As shown in FIG. 3, the shaft 61a includes an end portion 61c and an exposed portion 61e. The end portion 61c has, for example, a cylindrical shape extending in the front-back direction. As described above, the end portion 61c is inserted into the fitting hole 26g of the strut 26b and is therefore not exposed from the strut 26b. The exposed portion 61e is a portion of the shaft 61a excluding the end portion 61c, and is a portion exposed from the support 26b. The exposed portion 61e is connected to the end portion 61c in the front-back direction and includes an end portion 61d. The shape of the exposed portion 61e is different from the shape of the end portion 61c.

Specifically, as shown in FIG. 4 , the exposed portion 61e is provided with a placement portion 71 and a base portion 72. The mounting portion 71 and the base portion 72 are continuous throughout the exposed portion 61e in the front-back direction. The mounting portion 71 is a member on which one panel supported on the shaft 61a is mounted. The mounting portion 71 includes a lower surface that is in contact with the base portion 72, and a panel is mounted on the mounting portion 71 on the opposite side in the vertical direction from the lower surface. The mounting portion 71 has a pillar shape extending in the front-back direction.

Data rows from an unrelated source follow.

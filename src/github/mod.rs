//! GitHub API integration
//!
//! REST listings (user, repos, events, commits, languages) and the GraphQL
//! endpoint used by the star report.

pub mod client;
pub mod models;

pub use client::{fetch, fetch_paginated, GitHubApi, GitHubClient, Pagination, Query};
pub use models::{Event, Repository, UserProfile};

use crate::errors::Result;

/// Login of the account that owns the token
pub async fn authenticated_login<A: GitHubApi + ?Sized>(api: &A) -> Result<String> {
    let user: UserProfile = fetch(api, "/user", &[]).await?;
    Ok(user.login)
}
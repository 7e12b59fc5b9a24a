//! Minimal SVG element builder
//!
//! Themes describe their drawing as a tree of [`Element`]s; text and
//! attribute values are escaped on output.

use std::fmt::{self, Display};

pub fn escape(raw: &str) -> String {
    let mut escaped = String::with_capacity(raw.len());
    for c in raw.chars() {
        match c {
            '&' => escaped.push_str("&amp;"),
            '<' => escaped.push_str("&lt;"),
            '>' => escaped.push_str("&gt;"),
            '"' => escaped.push_str("&quot;"),
            '\'' => escaped.push_str("&apos;"),
            _ => escaped.push(c),
        }
    }
    escaped
}

/// Trim a float to at most two decimals for attribute values
pub fn num(value: f64) -> String {
    let rounded = (value * 100.0).round() / 100.0;
    if rounded == rounded.trunc() {
        format!("{}", rounded as i64)
    } else {
        format!("{rounded}")
    }
}

#[derive(Debug, Clone, PartialEq)]
enum Node {
    Element(Element),
    Text(String),
}

#[derive(Debug, Clone, PartialEq)]
pub struct Element {
    name: &'static str,
    attrs: Vec<(&'static str, String)>,
    children: Vec<Node>,
}

impl Element {
    pub fn new(name: &'static str) -> Self {
        Self {
            name,
            attrs: Vec::new(),
            children: Vec::new(),
        }
    }

    pub fn attr(mut self, key: &'static str, value: impl Display) -> Self {
        self.attrs.push((key, value.to_string()));
        self
    }

    /// Numeric attribute, rounded to two decimals
    pub fn num(self, key: &'static str, value: f64) -> Self {
        self.attr(key, num(value))
    }

    pub fn child(mut self, child: Element) -> Self {
        self.children.push(Node::Element(child));
        self
    }

    pub fn children<I: IntoIterator<Item = Element>>(mut self, children: I) -> Self {
        self.children
            .extend(children.into_iter().map(Node::Element));
        self
    }

    /// Add a child only when present
    pub fn child_opt(self, child: Option<Element>) -> Self {
        match child {
            Some(child) => self.child(child),
            None => self,
        }
    }

    pub fn text(mut self, content: impl Into<String>) -> Self {
        self.children.push(Node::Text(content.into()));
        self
    }

    fn write_to(&self, out: &mut fmt::Formatter<'_>, depth: usize) -> fmt::Result {
        let indent = "  ".repeat(depth);
        write!(out, "{indent}<{}", self.name)?;
        for (key, value) in &self.attrs {
            write!(out, " {key}=\"{}\"", escape(value))?;
        }

        if self.children.is_empty() {
            return writeln!(out, "/>");
        }

        // text-only elements stay on one line so whitespace is not rendered
        if let [Node::Text(text)] = self.children.as_slice() {
            return writeln!(out, ">{}</{}>", escape(text), self.name);
        }

        writeln!(out, ">")?;
        for child in &self.children {
            match child {
                Node::Element(element) => element.write_to(out, depth + 1)?,
                Node::Text(text) => writeln!(out, "{indent}  {}", escape(text))?,
            }
        }
        writeln!(out, "{indent}</{}>", self.name)
    }

    pub fn render(&self) -> String {
        self.to_string()
    }
}

impl Display for Element {
    fn fmt(&self, f: &mut fmt::Formatter<'_>) -> fmt::Result {
        self.write_to(f, 0)
    }
}

/// Root `<svg>` element of the given size
pub fn document(width: u32, height: u32) -> Element {
    Element::new("svg")
        .attr("width", width)
        .attr("height", height)
        .attr("viewBox", format!("0 0 {width} {height}"))
        .attr("xmlns", "http://www.w3.org/2000/svg")
}

pub fn rect(x: f64, y: f64, width: f64, height: f64) -> Element {
    Element::new("rect")
        .num("x", x)
        .num("y", y)
        .num("width", width)
        .num("height", height)
}

pub fn circle(cx: f64, cy: f64, r: f64) -> Element {
    Element::new("circle").num("cx", cx).num("cy", cy).num("r", r)
}

pub fn text(x: f64, y: f64, content: impl Into<String>) -> Element {
    Element::new("text").num("x", x).num("y", y).text(content)
}

pub fn group() -> Element {
    Element::new("g")
}

pub fn translate(x: f64, y: f64) -> String {
    format!("translate({}, {})", num(x), num(y))
}
//! Persistent pet state
//!
//! [`PetState`] is the whole `codey.json` document. Missing keys are filled
//! with defaults at load time, unknown keys are carried through untouched.

pub mod persistence;

use crate::scoring::{Multipliers, Tier};
use crate::utils::{nullable, or_default, parse_timestamp, readable_items};
use chrono::{DateTime, Utc};
use serde::{Deserialize, Deserializer, Serialize};
use serde_json::{Map, Value};
use std::fmt;

pub use persistence::{load_state, load_state_or_default, save_state};

/// Mood of the pet, recomputed every update
#[derive(Debug, Clone, Copy, PartialEq, Eq, Default, Serialize)]
#[serde(rename_all = "lowercase")]
pub enum Mood {
    Happy,
    Struggling,
    Exhausted,
    Grinding,
    Elite,
    Wise,
    #[default]
    Neutral,
    Overwhelmed,
}

impl Mood {
    /// Parse a stored mood; unknown names map to `Neutral`
    pub fn from_name(name: &str) -> Self {
        match name.trim().to_ascii_lowercase().as_str() {
            "happy" => Mood::Happy,
            "struggling" => Mood::Struggling,
            "exhausted" => Mood::Exhausted,
            "grinding" => Mood::Grinding,
            "elite" => Mood::Elite,
            "wise" => Mood::Wise,
            "overwhelmed" => Mood::Overwhelmed,
            _ => Mood::Neutral,
        }
    }

    pub fn as_str(&self) -> &'static str {
        match self {
            Mood::Happy => "happy",
            Mood::Struggling => "struggling",
            Mood::Exhausted => "exhausted",
            Mood::Grinding => "grinding",
            Mood::Elite => "elite",
            Mood::Wise => "wise",
            Mood::Neutral => "neutral",
            Mood::Overwhelmed => "overwhelmed",
        }
    }

    /// Capitalised name for display
    pub fn title(&self) -> String {
        let name = self.as_str();
        let mut chars = name.chars();
        match chars.next() {
            Some(first) => first.to_uppercase().chain(chars).collect(),
            None => String::new(),
        }
    }
}

impl<'de> Deserialize<'de> for Mood {
    fn deserialize<D>(deserializer: D) -> Result<Self, D::Error>
    where
        D: Deserializer<'de>,
    {
        let name: Option<String> = Option::deserialize(deserializer)?;
        Ok(name.as_deref().map_or(Mood::Neutral, Mood::from_name))
    }
}

impl fmt::Display for Mood {
    fn fmt(&self, f: &mut fmt::Formatter<'_>) -> fmt::Result {
        f.write_str(self.as_str())
    }
}

/// One per-run snapshot in the bounded history
#[derive(Debug, Clone, PartialEq, Serialize, Deserialize)]
pub struct HistoryEntry {
    #[serde(default, deserialize_with = "nullable")]
    pub timestamp: String,
    #[serde(default)]
    pub daily_commits: u32,
    #[serde(default)]
    pub daily_prs: u32,
    #[serde(default)]
    pub health: f64,
    #[serde(default)]
    pub mood: Mood,
    #[serde(default)]
    pub streak: u32,
    #[serde(default)]
    pub tier: Tier,
}

impl HistoryEntry {
    pub fn timestamp(&self) -> Option<DateTime<Utc>> {
        parse_timestamp(&self.timestamp)
    }
}

/// Derived scores from the last update; recomputed in full every run
#[derive(Debug, Clone, PartialEq, Serialize, Deserialize)]
#[serde(default)]
pub struct BrutalStats {
    pub tier: Tier,
    pub github_years: f64,
    pub social_score: f64,
    pub social_penalties: Vec<String>,
    pub avg_repo_quality: f64,
    pub commit_quality_score: f64,
    pub commit_quality_penalties: Vec<String>,
    pub multipliers: Multipliers,
    pub total_stars: u64,
    pub language_diversity_penalty: f64,
    pub xp_earned: f64,
    pub dominant_language: String,
    pub issues_closed: u32,
    pub issue_close_ratio: f64,
    pub issue_score: f64,
    pub can_prestige: bool,
    pub prestige_missing: Vec<String>,
}

impl Default for BrutalStats {
    fn default() -> Self {
        Self {
            tier: Tier::Noob,
            github_years: 0.0,
            social_score: 1.0,
            social_penalties: Vec::new(),
            avg_repo_quality: 0.0,
            commit_quality_score: 1.0,
            commit_quality_penalties: Vec::new(),
            multipliers: Multipliers::default(),
            total_stars: 0,
            language_diversity_penalty: 1.0,
            xp_earned: 0.0,
            dominant_language: "unknown".to_string(),
            issues_closed: 0,
            issue_close_ratio: 0.0,
            issue_score: 1.0,
            can_prestige: false,
            prestige_missing: Vec::new(),
        }
    }
}

impl BrutalStats {
    /// Social plus commit-quality penalty labels
    pub fn penalty_count(&self) -> usize {
        self.social_penalties.len() + self.commit_quality_penalties.len()
    }
}

fn default_stat() -> f64 {
    50.0
}

fn default_level() -> u32 {
    1
}

/// The `codey.json` document
#[derive(Debug, Clone, PartialEq, Serialize, Deserialize)]
pub struct PetState {
    #[serde(default = "default_stat")]
    pub health: f64,
    #[serde(default = "default_stat")]
    pub hunger: f64,
    #[serde(default = "default_stat")]
    pub happiness: f64,
    #[serde(default = "default_stat")]
    pub energy: f64,
    #[serde(default = "default_level")]
    pub level: u32,
    #[serde(default)]
    pub streak: u32,
    #[serde(default)]
    pub total_commits: u64,
    #[serde(default)]
    pub mood: Mood,
    #[serde(default, deserialize_with = "readable_items")]
    pub achievements: Vec<String>,
    #[serde(default, deserialize_with = "readable_items")]
    pub history: Vec<HistoryEntry>,
    /// Recomputed every update, so an unreadable cache is replaced
    #[serde(default, deserialize_with = "or_default")]
    pub brutal_stats: BrutalStats,
    #[serde(default)]
    pub last_update: Option<String>,
    #[serde(default)]
    pub prestige_level: u32,
    /// Keys this version does not know about, written back unchanged
    #[serde(flatten)]
    pub extra: Map<String, Value>,
}

impl Default for PetState {
    fn default() -> Self {
        Self {
            health: default_stat(),
            hunger: default_stat(),
            happiness: default_stat(),
            energy: default_stat(),
            level: default_level(),
            streak: 0,
            total_commits: 0,
            mood: Mood::Neutral,
            achievements: Vec::new(),
            history: Vec::new(),
            brutal_stats: BrutalStats::default(),
            last_update: None,
            prestige_level: 0,
            extra: Map::new(),
        }
    }
}

impl PetState {
    /// Parsed `last_update`; `None` when absent or unreadable
    pub fn last_update(&self) -> Option<DateTime<Utc>> {
        self.last_update.as_deref().and_then(parse_timestamp)
    }

    pub fn has_achievement(&self, badge: &str) -> bool {
        self.achievements.iter().any(|a| a == badge)
    }

    /// The last `count` achievements, oldest first
    pub fn recent_achievements(&self, count: usize) -> &[String] {
        let start = self.achievements.len().saturating_sub(count);
        &self.achievements[start..]
    }
}

#[cfg(test)]
mod tests {
    use super::*;
    use serde_json::json;

    #[test]
    fn test_empty_document_gets_defaults() {
        let state: PetState = serde_json::from_str("{}").unwrap();
        assert_eq!(state, PetState::default());
        assert_eq!(state.health, 50.0);
        assert_eq!(state.level, 1);
        assert_eq!(state.brutal_stats.dominant_language, "unknown");
    }

    #[test]
    fn test_legacy_document_migrates() {
        let state: PetState = serde_json::from_value(json!({
            "health": 72,
            "hunger": 80,
            "happiness": 60,
            "energy": 76,
            "level": 4,
            "streak": 12,
            "total_commits": 90,
            "mood": "sleepy",
            "rpg_stats": { "str": 3 },
            "achievements": ["🚀 First Steps"],
            "history": [{ "timestamp": "2024-01-01T10:00:00", "mood": "happy", "tier": "developer" }],
            "brutal_stats": {},
            "last_update": "2024-01-01T10:00:00.123456"
        }))
        .unwrap();

        assert_eq!(state.health, 72.0);
        assert_eq!(state.mood, Mood::Neutral);
        assert_eq!(state.prestige_level, 0);
        assert_eq!(state.extra.get("rpg_stats"), Some(&json!({ "str": 3 })));
        assert_eq!(state.history[0].tier, Tier::Developer);
        assert!(state.history[0].timestamp().is_some());
        assert!(state.last_update().is_some());
        assert_eq!(state.brutal_stats.social_score, 1.0);
    }

    #[test]
    fn test_null_collections_become_empty() {
        let state: PetState = serde_json::from_value(json!({
            "achievements": null,
            "history": null,
            "brutal_stats": null,
            "mood": null
        }))
        .unwrap();
        assert!(state.achievements.is_empty());
        assert!(state.history.is_empty());
        assert_eq!(state.mood, Mood::Neutral);
    }

    #[test]
    fn test_unknown_keys_survive_serialization() {
        let mut state = PetState::default();
        state.extra.insert("custom".into(), json!([1, 2, 3]));
        let value = serde_json::to_value(&state).unwrap();
        assert_eq!(value["custom"], json!([1, 2, 3]));
        assert_eq!(value["mood"], json!("neutral"));
        assert_eq!(value["brutal_stats"]["tier"], json!("noob"));
    }

    #[test]
    fn test_mood_names() {
        assert_eq!(Mood::from_name("ELITE"), Mood::Elite);
        assert_eq!(Mood::from_name("whatever"), Mood::Neutral);
        assert_eq!(Mood::Overwhelmed.title(), "Overwhelmed");
    }

    #[test]
    fn test_recent_achievements() {
        let state = PetState {
            achievements: vec!["a".into(), "b".into(), "c".into()],
            ..PetState::default()
        };
        assert_eq!(state.recent_achievements(2), ["b", "c"]);
        assert_eq!(state.recent_achievements(10).len(), 3);
        assert!(state.has_achievement("a"));
    }
}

In the present embodiment, the placement unit 71 has an oval shape where the arc shape is omitted from the circle when viewed from the front-back direction. The mounting portion 71 may have a cylindrical shape extending in the front-back direction. The placement unit 71 has a maximum length (maximum width) L1 in the left and right directions.

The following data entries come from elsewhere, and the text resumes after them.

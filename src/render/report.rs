//! Markdown status report (`CODEY_REPORT.md`)

use super::{mood_emoji, prestige_stars, tier_emoji, RenderContext};
use crate::engine::achievements::find_by_badge;
use crate::state::PetState;
use std::fmt;

/// History rows shown in the report, newest first
const HISTORY_ROWS: usize = 7;

fn stat_bar(value: f64) -> String {
    let filled = (value.clamp(0.0, 100.0) / 10.0).round() as usize;
    format!("{}{}", "▰".repeat(filled), "▱".repeat(10 - filled))
}

fn list_or_none(items: &[String]) -> String {
    if items.is_empty() {
        "none".to_string()
    } else {
        items.join(", ")
    }
}

fn prestige_section(out: &mut fmt::Formatter<'_>, state: &PetState) -> fmt::Result {
    let stats = &state.brutal_stats;
    writeln!(out, "## Prestige\n")?;
    writeln!(
        out,
        "- Prestige level: {}{}",
        state.prestige_level,
        if state.prestige_level > 0 {
            format!(" {}", prestige_stars(state.prestige_level, "⭐"))
        } else {
            String::new()
        }
    )?;
    if stats.can_prestige {
        writeln!(out, "- Status: **ready**, run `codey prestige` to reset for a star")?;
    } else {
        writeln!(out, "- Status: locked")?;
        writeln!(out, "- Missing: {}", list_or_none(&stats.prestige_missing))?;
    }
    writeln!(out)
}

fn achievements_section(out: &mut fmt::Formatter<'_>, state: &PetState) -> fmt::Result {
    writeln!(out, "## Achievements ({})\n", state.achievements.len())?;
    if state.achievements.is_empty() {
        return writeln!(out, "_None yet_\n");
    }
    for badge in &state.achievements {
        match find_by_badge(badge) {
            Some(achievement) => writeln!(
                out,
                "- {} _({})_: {}",
                badge, achievement.rarity, achievement.description
            )?,
            None => writeln!(out, "- {badge}")?,
        }
    }
    writeln!(out)
}

fn history_section(out: &mut fmt::Formatter<'_>, state: &PetState) -> fmt::Result {
    writeln!(out, "## Recent history\n")?;
    if state.history.is_empty() {
        return writeln!(out, "_No runs recorded yet_\n");
    }
    writeln!(out, "| Date | Commits | PRs | Health | Mood | Streak | Tier |")?;
    writeln!(out, "|---|---|---|---|---|---|---|")?;
    for entry in state.history.iter().rev().take(HISTORY_ROWS) {
        let date = entry
            .timestamp()
            .map(|ts| ts.format("%Y-%m-%d").to_string())
            .unwrap_or_else(|| entry.timestamp.clone());
        writeln!(
            out,
            "| {} | {} | {} | {:.1} | {} | {} | {} |",
            date, entry.daily_commits, entry.daily_prs, entry.health, entry.mood, entry.streak, entry.tier
        )?;
    }
    writeln!(out)
}

fn write_report(out: &mut fmt::Formatter<'_>, state: &PetState, context: &RenderContext) -> fmt::Result {
    let stats = &state.brutal_stats;

    writeln!(
        out,
        "# {} Codey: Level {} {}\n",
        tier_emoji(stats.tier),
        state.level,
        mood_emoji(state.mood)
    )?;
    writeln!(out, "> Generated: {}  ", context.timestamp())?;
    if let Some(season) = context.season {
        writeln!(out, "> Season: {} {} (x{})", season.emoji, season.name, season.multiplier)?;
    }
    writeln!(out)?;

    writeln!(out, "- Tier: **{}** ({:.1} years on GitHub)", stats.tier.as_str().to_uppercase(), stats.github_years)?;
    writeln!(out, "- Mood: **{}**", state.mood.title())?;
    writeln!(out, "- Dominant language: {}", stats.dominant_language)?;
    writeln!(out)?;

    writeln!(out, "## Stats\n")?;
    writeln!(out, "| Stat | Value | |")?;
    writeln!(out, "|---|---|---|")?;
    for (name, value) in [
        ("❤️ Health", state.health),
        ("🍖 Hunger", state.hunger),
        ("😊 Happiness", state.happiness),
        ("⚡ Energy", state.energy),
    ] {
        writeln!(out, "| {} | {:.1} | {} |", name, value, stat_bar(value))?;
    }
    writeln!(out, "| 👥 Social | {:.2} | |", stats.social_score)?;
    writeln!(out, "| 💎 Repo quality | {:.2} | |", stats.avg_repo_quality)?;
    writeln!(out, "| ✍️ Commit quality | {:.2} | |", stats.commit_quality_score)?;
    writeln!(out)?;

    writeln!(out, "## Activity\n")?;
    writeln!(out, "- Streak: {} days", state.streak)?;
    writeln!(out, "- Total commits: {}", state.total_commits)?;
    writeln!(out, "- Stars: {}", stats.total_stars)?;
    writeln!(
        out,
        "- Issues closed: {} (close ratio {:.2})",
        stats.issues_closed, stats.issue_close_ratio
    )?;
    writeln!(
        out,
        "- XP last run: {:.1} (x{:.2} multiplier)",
        stats.xp_earned, stats.multipliers.xp
    )?;
    writeln!(out, "- Social penalties: {}", list_or_none(&stats.social_penalties))?;
    writeln!(out, "- Commit penalties: {}", list_or_none(&stats.commit_quality_penalties))?;
    writeln!(out)?;

    prestige_section(out, state)?;
    achievements_section(out, state)?;
    history_section(out, state)
}

struct Report<'a> {
    state: &'a PetState,
    context: &'a RenderContext,
}

impl fmt::Display for Report<'_> {
    fn fmt(&self, f: &mut fmt::Formatter<'_>) -> fmt::Result {
        write_report(f, self.state, self.context)
    }
}

/// Render the Markdown status report
pub fn render_report(state: &PetState, context: &RenderContext) -> String {
    Report { state, context }.to_string()
}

The base portion 72 is a member that supports the mounting portion 71 in the vertical direction. The base portion 72 is provided to reduce deflection of the shaft 61a under its own weight. The base portion 72 has a pillar shape extending in the front-back direction. In this embodiment, the base portion 72 has a hexagonal shape that combines a rectangle with long sides in the left and right directions and a trapezoid protruding upward from the upper side of the rectangle when viewed from the front-back direction. A groove into which the mounting portion 71 is fitted is provided on the upper surface of the base portion 72. The lower corner of the base portion 72 is chamfered. The base portion 72 has a maximum length (maximum width) L2 in the left and right directions. The maximum width L2 of the base portion 72 is larger than the maximum width L1 of the mounting portion 71. The length of the base portion 72 in the left and right directions has a maximum width L2 at the lower end of the base portion 72 and becomes smaller as it goes upward from the lower end of the base portion 72.

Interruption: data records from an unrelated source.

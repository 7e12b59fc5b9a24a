//! Activity aggregator against an in-memory GitHub.

use async_trait::async_trait;
use chrono::{DateTime, Duration, TimeZone, Utc};
use serde_json::{json, Value};
use std::collections::HashMap;
use std::sync::{Arc, Mutex};

use codey::activity;
use codey::engine::{self, DailyActivity};
use codey::github::client::Query;
use codey::github::{GitHubApi, UserProfile};
use codey::state::PetState;
use codey::{CodeyError, Config, Result};

/// Serves canned JSON by path; listings only have a first page
#[derive(Default)]
struct FakeGitHub {
    routes: HashMap<String, Value>,
    calls: Mutex<Vec<String>>,
}

impl FakeGitHub {
    fn route(mut self, path: &str, body: Value) -> Self {
        self.routes.insert(path.to_string(), body);
        self
    }

    fn called(&self, path: &str) -> bool {
        self.calls.lock().unwrap().iter().any(|p| p == path)
    }
}

#[async_trait]
impl GitHubApi for FakeGitHub {
    async fn get_json(&self, path: &str, query: &Query<'_>) -> Result<Value> {
        self.calls.lock().unwrap().push(path.to_string());

        let page = query
            .iter()
            .find(|(key, _)| *key == "page")
            .map(|(_, value)| value.as_str());
        if matches!(page, Some(p) if p != "1") {
            return Ok(json!([]));
        }

        self.routes.get(path).cloned().ok_or_else(|| CodeyError::ApiError {
            status: 404,
            url: Arc::new(path.to_string()),
            body: Arc::new("Not Found".to_string()),
        })
    }

    async fn graphql(&self, _query: &str, _variables: Value) -> Result<Value> {
        Err(CodeyError::network("GraphQL is not used by the aggregator"))
    }
}

fn now() -> DateTime<Utc> {
    Utc.with_ymd_and_hms(2024, 5, 1, 10, 0, 0).unwrap()
}

fn hours_ago(hours: i64) -> String {
    (now() - Duration::hours(hours)).to_rfc3339()
}

fn config() -> Config {
    Config {
        token: "test-token".into(),
        ..Config::default()
    }
}

fn repos() -> Value {
    json!([
        {
            "name": "a", "full_name": "octocat/a", "fork": false,
            "description": "A parser", "license": { "key": "mit", "name": "MIT" },
            "open_issues_count": 0, "stargazers_count": 5, "forks_count": 1, "language": "Rust"
        },
        {
            "name": "b", "full_name": "octocat/b", "fork": false,
            "description": null, "license": null,
            "open_issues_count": 0, "stargazers_count": 0, "forks_count": 0, "language": "Python"
        },
        {
            "name": "c", "full_name": "octocat/c", "fork": true,
            "description": "upstream", "license": null,
            "open_issues_count": 0, "stargazers_count": 2, "forks_count": 0, "language": "Go"
        }
    ])
}

fn events() -> Value {
    json!([
        {
            "type": "PushEvent", "created_at": hours_ago(2),
            "payload": { "commits": [
                { "sha": "1", "message": "Add parser for config files" },
                { "sha": "2", "message": "fix" }
            ]}
        },
        {
            "type": "PullRequestEvent", "created_at": hours_ago(3),
            "payload": { "action": "closed", "pull_request": { "merged": true } }
        },
        {
            "type": "IssuesEvent", "created_at": hours_ago(5),
            "payload": { "action": "opened", "issue": { "title": "Bug in parser" } }
        },
        {
            "type": "IssuesEvent", "created_at": hours_ago(4),
            "payload": { "action": "closed", "issue": { "title": "Bug in parser" } }
        },
        {
            "type": "PushEvent", "created_at": hours_ago(72),
            "payload": { "commits": [{ "sha": "0", "message": "old work" }] }
        }
    ])
}

// ==================== Aggregation ====================

#[tokio::test]
async fn test_collect_reduces_events_and_repos() {
    let api = FakeGitHub::default()
        .route("/users/octocat/events/public", events())
        .route("/users/octocat/repos", repos())
        .route("/repos/octocat/a/languages", json!({ "Rust": 1000, "Shell": 10 }))
        .route("/repos/octocat/b/languages", json!({ "Python": 500 }));

    let summary = activity::collect(&api, &config(), "octocat", now()).await;

    assert_eq!(summary.daily_commits, 2);
    assert_eq!(summary.daily_prs, 1);
    assert_eq!(summary.total_stars, 5);
    assert_eq!(summary.total_forks, 1);
    assert_eq!(summary.own_repos, 2);
    assert_eq!(summary.fork_repos, 1);
    assert_eq!(summary.repos.len(), 3);

    assert_eq!(summary.languages.dominant, "Rust");
    assert_eq!(summary.languages.distinct, 3);
    assert_eq!(summary.languages.diversity_penalty, 1.0);
    assert!((summary.avg_repo_quality - 0.75).abs() < 1e-9);

    assert!((summary.commit_quality.score - 0.85).abs() < 1e-9);
    assert_eq!(
        summary.commit_quality.penalties,
        vec!["lazy_messages".to_string(), "short_messages".to_string()]
    );

    assert_eq!(summary.issues.opened, 1);
    assert_eq!(summary.issues.closed, 1);
    assert!((summary.issues.score - 1.35).abs() < 1e-9);

    // the fork is never sampled for languages, and push events made the fallback unnecessary
    assert!(!api.called("/repos/octocat/c/languages"));
    assert!(!api.called("/repos/octocat/a/commits"));
}

#[tokio::test]
async fn test_commit_fallback_when_feed_has_no_pushes() {
    let api = FakeGitHub::default()
        .route("/users/octocat/events/public", json!([]))
        .route("/users/octocat/repos", repos())
        .route(
            "/repos/octocat/a/commits",
            json!([
                { "sha": "x", "commit": { "message": "Implement streaming decoder\n\nDetails" } },
                { "sha": "y", "commit": { "message": "Document the decoder API" } },
                { "sha": "z", "commit": { "message": "Add decoder benchmarks" } }
            ]),
        );

    let summary = activity::collect(&api, &config(), "octocat", now()).await;

    assert_eq!(summary.daily_commits, 3);
    assert_eq!(summary.commit_quality.score, 1.0);
    assert!(api.called("/repos/octocat/a/commits"));
    assert!(api.called("/repos/octocat/b/commits"));
    assert!(!api.called("/repos/octocat/c/commits"));
}

#[test]
fn test_every_source_failing_degrades_to_defaults() {
    let api = FakeGitHub::default();

    let summary = tokio_test::block_on(activity::collect(&api, &config(), "ghost", now()));

    assert_eq!(summary.daily_commits, 0);
    assert_eq!(summary.daily_prs, 0);
    assert_eq!(summary.total_stars, 0);
    assert_eq!(summary.languages.dominant, "unknown");
    assert_eq!(summary.avg_repo_quality, 0.0);
    assert_eq!(summary.issues.score, 1.0);
}

// ==================== Aggregation into the engine ====================

#[tokio::test]
async fn test_collected_summary_feeds_an_update() {
    let api = FakeGitHub::default()
        .route("/users/octocat/events/public", events())
        .route("/users/octocat/repos", repos())
        .route("/repos/octocat/a/languages", json!({ "Rust": 1000 }));
    let config = config();
    let user = UserProfile {
        login: "octocat".into(),
        followers: 4,
        following: 1,
        public_repos: 3,
        created_at: Some("2018-01-01T00:00:00Z".into()),
    };

    let summary = activity::collect(&api, &config, "octocat", now()).await;
    let daily = DailyActivity::for_day(
        summary.daily_commits,
        summary.daily_prs,
        now(),
        config.balance.weekend_bonus,
    );
    let mut state = PetState::default();
    engine::update(&mut state, &daily, &summary, &user, &config.balance, now());

    let stats = &state.brutal_stats;
    assert_eq!(stats.dominant_language, "Rust");
    assert_eq!(stats.total_stars, 5);
    assert_eq!(stats.issues_closed, 1);
    assert_eq!(stats.social_penalties, vec!["quality_curator".to_string()]);
    assert!(stats.social_score > 1.2);
    assert_eq!(state.total_commits, 2);
    assert_eq!(state.streak, 1);
}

In this embodiment, the mounting portion 71 is fixed to the base portion 72 with screws, but may be fixed by adhesion or welding. Alternatively, the mounting portion 71 and the base portion 72 may be integrally formed as the exposed portion 61e.

Next, with reference to FIGS. 3 and 5 , a mode in which the shaft 61a is fixed to the strut 26b will be described. FIG. 5 is a cross-sectional view taken along line V-V in FIG. 2.

As shown in Fig. 5, the conductive member 61b is disposed in the fitting hole 26g of the support post 26b. Specifically, the conductive member 61b is fitted into the fitting hole 26g so that the opening is located at the front. The conductive member 61b is provided with an insertion portion 61f and a stopper portion 61g.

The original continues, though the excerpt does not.